EXERCISE: Find how many lines of the records hold the string "const" and reply with only that total.

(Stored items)

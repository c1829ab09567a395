pub mod api;
pub mod blockchain;
pub mod config;
pub mod database;
pub mod error;
pub mod logging;
pub mod models;
pub mod registry;
pub mod retry;
pub mod scheduler;

pub use blockchain::{
    BlockWatcher, EventHandler, HandlerId, HandlerResult, LedgerReadPort, PaymentWatcher, PendingPayments,
    TonCenterClient, WatcherState,
};
pub use config::{ApiConfig, AppConfig, DatabaseConfig, LoggingConfig, PaymentConfig, WatcherConfig};
pub use database::{CursorPersistence, CursorStore};
pub use error::{FailureClass, Result, RpcError, WatcherError};
pub use logging::{ErrorLogger, LogContext, MetricsLogger, PerformanceMonitor};
pub use registry::ExpiringRegistry;
pub use retry::{RetryConfig, RetryManager};
pub use scheduler::PeriodicTask;
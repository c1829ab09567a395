use async_trait::async_trait;

use crate::error::RpcError;
use crate::models::{BlockIdentifier, BlockTransactions, TransactionId, TransactionRecord};

/// Read access to the ledger, as needed by the watchers.
///
/// Implementations hold no watcher state. Every call may fail transiently
/// (`RpcError::is_transient`); callers retry on their next poll.
#[async_trait]
pub trait LedgerReadPort: Send + Sync {
    /// Seqno of the newest masterchain block
    async fn get_latest_masterchain_seqno(&self) -> Result<u32, RpcError>;

    /// Shard blocks referenced by masterchain block `seqno`
    async fn get_shard_list(&self, seqno: u32) -> Result<Vec<BlockIdentifier>, RpcError>;

    /// One page of the transactions in `block`, starting after `after`
    async fn get_block_transactions(
        &self,
        block: &BlockIdentifier,
        after: Option<&TransactionId>,
        count: u32,
    ) -> Result<BlockTransactions, RpcError>;

    /// Up to `limit` transactions of `address`, newest first, starting at `before`
    async fn get_account_transactions(
        &self,
        address: &str,
        limit: u32,
        before: Option<&TransactionId>,
    ) -> Result<Vec<TransactionRecord>, RpcError>;
}
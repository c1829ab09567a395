#![allow(dead_code)]

use async_trait::async_trait;
use std::collections::{HashMap, VecDeque};
use std::sync::atomic::{AtomicU32, Ordering};
use std::sync::{Arc, Mutex};
use std::time::Duration;

use ton_watcher::blockchain::{EventHandler, HandlerError, LedgerReadPort};
use ton_watcher::database::{CursorPersistence, CursorStore, DbError};
use ton_watcher::error::RpcError;
use ton_watcher::models::{
    BlockIdentifier, BlockTransactions, Message, TransactionId, TransactionRecord,
};

pub const WALLET: &str = "EQDtFpEwcFAEcRe5mLVh2N6C0x-_hJEM7W61_JLnSF74p4q2";
pub const SENDER: &str = "EQCD39VS5jcptHL8vMjEXrzGaRcCVYto7HUn4bpAOg8xqB2N";

/// Ledger whose answers are scripted by the test
pub struct ScriptedLedger {
    head: AtomicU32,
    head_failures: AtomicU32,
    shards: Mutex<HashMap<u32, Vec<BlockIdentifier>>>,
    shard_failures: Mutex<HashMap<u32, u32>>,
    shard_requests: Mutex<Vec<u32>>,
    account_batches: Mutex<VecDeque<Result<Vec<TransactionRecord>, RpcError>>>,
}

impl ScriptedLedger {
    pub fn new(head: u32) -> Arc<Self> {
        Arc::new(Self {
            head: AtomicU32::new(head),
            head_failures: AtomicU32::new(0),
            shards: Mutex::new(HashMap::new()),
            shard_failures: Mutex::new(HashMap::new()),
            shard_requests: Mutex::new(Vec::new()),
            account_batches: Mutex::new(VecDeque::new()),
        })
    }

    pub fn set_head(&self, head: u32) {
        self.head.store(head, Ordering::SeqCst);
    }

    /// Fail the next `times` head requests with a timeout
    pub fn fail_head(&self, times: u32) {
        self.head_failures.store(times, Ordering::SeqCst);
    }

    pub fn set_shards(&self, seqno: u32, shards: Vec<BlockIdentifier>) {
        self.shards.lock().unwrap().insert(seqno, shards);
    }

    /// Fail the next `times` shard-list requests for `seqno` with a timeout
    pub fn fail_shard_list(&self, seqno: u32, times: u32) {
        self.shard_failures.lock().unwrap().insert(seqno, times);
    }

    pub fn shard_requests(&self) -> Vec<u32> {
        self.shard_requests.lock().unwrap().clone()
    }

    pub fn push_account_batch(&self, batch: Vec<TransactionRecord>) {
        self.account_batches.lock().unwrap().push_back(Ok(batch));
    }

    pub fn push_account_failure(&self, error: RpcError) {
        self.account_batches.lock().unwrap().push_back(Err(error));
    }
}

#[async_trait]
impl LedgerReadPort for ScriptedLedger {
    async fn get_latest_masterchain_seqno(&self) -> Result<u32, RpcError> {
        let failures = self.head_failures.load(Ordering::SeqCst);
        if failures > 0 {
            self.head_failures.store(failures - 1, Ordering::SeqCst);
            return Err(RpcError::Timeout);
        }
        Ok(self.head.load(Ordering::SeqCst))
    }

    async fn get_shard_list(&self, seqno: u32) -> Result<Vec<BlockIdentifier>, RpcError> {
        self.shard_requests.lock().unwrap().push(seqno);

        if let Some(remaining) = self.shard_failures.lock().unwrap().get_mut(&seqno) {
            if *remaining > 0 {
                *remaining -= 1;
                return Err(RpcError::Timeout);
            }
        }
        Ok(self.shards.lock().unwrap().get(&seqno).cloned().unwrap_or_default())
    }

    async fn get_block_transactions(
        &self,
        block: &BlockIdentifier,
        _after: Option<&TransactionId>,
        _count: u32,
    ) -> Result<BlockTransactions, RpcError> {
        Ok(BlockTransactions {
            id: block.clone(),
            req_count: 40,
            incomplete: false,
            transactions: Vec::new(),
        })
    }

    async fn get_account_transactions(
        &self,
        _address: &str,
        _limit: u32,
        _before: Option<&TransactionId>,
    ) -> Result<Vec<TransactionRecord>, RpcError> {
        self.account_batches.lock().unwrap().pop_front().unwrap_or_else(|| Ok(Vec::new()))
    }
}

/// Cursor store that records every seqno write and can be told to fail
pub struct RecordingStore {
    inner: CursorStore,
    seqno_writes: Mutex<Vec<u32>>,
    lt_writes: Mutex<Vec<u64>>,
    failing: std::sync::atomic::AtomicBool,
}

impl RecordingStore {
    pub fn new() -> Arc<Self> {
        Arc::new(Self {
            inner: CursorStore::new_in_memory().expect("Failed to create store"),
            seqno_writes: Mutex::new(Vec::new()),
            lt_writes: Mutex::new(Vec::new()),
            failing: std::sync::atomic::AtomicBool::new(false),
        })
    }

    pub fn set_failing(&self, failing: bool) {
        self.failing.store(failing, Ordering::SeqCst);
    }

    pub fn seqno_writes(&self) -> Vec<u32> {
        self.seqno_writes.lock().unwrap().clone()
    }

    pub fn lt_writes(&self) -> Vec<u64> {
        self.lt_writes.lock().unwrap().clone()
    }

    fn check(&self) -> Result<(), DbError> {
        if self.failing.load(Ordering::SeqCst) {
            Err(DbError::Operation("disk I/O error".to_string()))
        } else {
            Ok(())
        }
    }
}

impl CursorPersistence for RecordingStore {
    fn get_last_seqno(&self) -> Result<u32, DbError> {
        self.inner.get_last_seqno()
    }

    fn set_last_seqno(&self, seqno: u32) -> Result<(), DbError> {
        self.check()?;
        self.inner.set_last_seqno(seqno)?;
        self.seqno_writes.lock().unwrap().push(seqno);
        Ok(())
    }

    fn get_last_logical_time(&self, address: &str) -> Result<u64, DbError> {
        self.inner.get_last_logical_time(address)
    }

    fn set_last_logical_time(&self, address: &str, lt: u64) -> Result<(), DbError> {
        self.check()?;
        self.inner.set_last_logical_time(address, lt)?;
        self.lt_writes.lock().unwrap().push(lt);
        Ok(())
    }
}

/// Collects every event a handler receives
pub struct Recorder<E> {
    events: Arc<Mutex<Vec<E>>>,
}

impl<E: Clone + Send + 'static> Recorder<E> {
    pub fn new() -> Self {
        Self {
            events: Arc::new(Mutex::new(Vec::new())),
        }
    }

    pub fn handler(&self) -> impl EventHandler<E> + 'static {
        let events = Arc::clone(&self.events);
        move |event: E| {
            let events = Arc::clone(&events);
            async move {
                events.lock().unwrap().push(event);
                Ok::<(), HandlerError>(())
            }
        }
    }

    pub fn events(&self) -> Vec<E> {
        self.events.lock().unwrap().clone()
    }

    pub fn len(&self) -> usize {
        self.events.lock().unwrap().len()
    }
}

/// Give dispatched handler tasks time to run
pub async fn settle() {
    tokio::time::sleep(Duration::from_millis(20)).await;
}

pub fn shard_block(seqno: u32) -> BlockIdentifier {
    BlockIdentifier::new(0, i64::MIN, seqno)
}

/// A transaction of `WALLET` at logical time `lt`
pub fn transaction(lt: u64, source: &str, destination: &str, out_msgs: usize) -> TransactionRecord {
    TransactionRecord {
        utime: 1_650_000_000 + lt,
        data: String::new(),
        transaction_id: TransactionId {
            lt,
            hash: format!("hash-{}", lt),
        },
        fee: "1000".to_string(),
        storage_fee: "0".to_string(),
        other_fee: "1000".to_string(),
        in_msg: Some(Message {
            source: source.to_string(),
            destination: destination.to_string(),
            value: "1000000000".to_string(),
            message: format!("order-{}", lt),
            ..Message::default()
        }),
        out_msgs: vec![Message::default(); out_msgs],
    }
}

pub fn inbound(lt: u64) -> TransactionRecord {
    transaction(lt, SENDER, WALLET, 0)
}
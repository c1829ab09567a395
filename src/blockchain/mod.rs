pub mod block_watcher;
pub mod handler;
pub mod payment_watcher;
pub mod pending_payments;
pub mod port;
pub mod rpc_client;

pub use block_watcher::{BlockWatcher, Checkpoint, WatcherState};
pub use handler::{EventHandler, HandlerError, HandlerId, HandlerResult};
pub use payment_watcher::PaymentWatcher;
pub use pending_payments::{PendingPayment, PendingPayments};
pub use port::LedgerReadPort;
pub use rpc_client::{TonCenterClient, DEFAULT_ENDPOINT};
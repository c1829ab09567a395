use clap::{Parser, Subcommand};
use std::sync::Arc;
use std::time::Duration;
use thiserror::Error;

use crate::database::{CursorStore, DbError};

#[derive(Error, Debug)]
pub enum CliError {
    #[error("CLI operation failed: {0}")]
    Operation(String),
    #[error("Store error: {0}")]
    Database(#[from] DbError),
}

#[derive(Parser)]
#[command(name = "ton-watcher-cli")]
#[command(about = "Inspect and maintain the TON watcher's cursor store")]
#[command(version)]
pub struct Cli {
    /// Database path, overrides the configuration file
    #[arg(long)]
    pub database: Option<String>,

    #[command(subcommand)]
    pub command: Commands,
}

#[derive(Subcommand, Debug, Clone, PartialEq)]
pub enum Commands {
    /// Show the stored masterchain cursor and obligation count
    Status,
    /// Remember a payment obligation for an address
    Expect {
        address: String,
        /// Amount in nanotons
        amount: u64,
        /// Caller-chosen identifier stored as the row's message
        uid: String,
        /// Lifetime in seconds, 0 = never expires
        #[arg(long, default_value_t = 300)]
        ttl: u64,
    },
    /// List live obligations of an address, oldest first
    List { address: String },
    /// Delete obligations whose lifetime has elapsed
    Purge,
}

/// Runs CLI commands against a store and renders their output
pub struct CliHandler {
    store: Arc<CursorStore>,
}

impl CliHandler {
    pub fn new(store: Arc<CursorStore>) -> Self {
        Self { store }
    }

    pub async fn execute_command(&self, command: &Commands) -> Result<String, CliError> {
        match command {
            Commands::Status => self.status(),
            Commands::Expect {
                address,
                amount,
                uid,
                ttl,
            } => self.expect(address, *amount, uid, *ttl),
            Commands::List { address } => self.list(address),
            Commands::Purge => {
                let removed = self.store.purge_expired()?;
                Ok(format!("Purged {} expired obligations", removed))
            }
        }
    }

    fn status(&self) -> Result<String, CliError> {
        let seqno = self.store.get_last_seqno()?;
        let count = self.store.transaction_count()?;

        let cursor = match seqno {
            0 => "not initialized".to_string(),
            n => n.to_string(),
        };
        Ok(format!("Last checked seqno: {}\nStored obligations: {}", cursor, count))
    }

    fn expect(&self, address: &str, amount: u64, uid: &str, ttl: u64) -> Result<String, CliError> {
        if address.trim().is_empty() {
            return Err(CliError::Operation("address must not be empty".to_string()));
        }

        let id = self
            .store
            .record_transaction(address, amount, uid, Some(Duration::from_secs(ttl)))?;
        Ok(format!("Recorded obligation #{} for {}", id, address))
    }

    fn list(&self, address: &str) -> Result<String, CliError> {
        let rows = self.store.list_transactions(address)?;
        if rows.is_empty() {
            return Ok(format!("No live obligations for {}", address));
        }

        let mut output = format!("{:<6} {:>20} {:<24} {}\n", "ID", "AMOUNT", "UID", "EXPIRES");
        for row in rows {
            let expires = match row.expires_at.and_then(|at| chrono::DateTime::from_timestamp(at, 0)) {
                Some(at) => at.format("%Y-%m-%d %H:%M:%S UTC").to_string(),
                None => "never".to_string(),
            };
            output.push_str(&format!("{:<6} {:>20} {:<24} {}\n", row.id, row.amount, row.message, expires));
        }
        Ok(output)
    }
}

EXPECTED OUTPUT: 2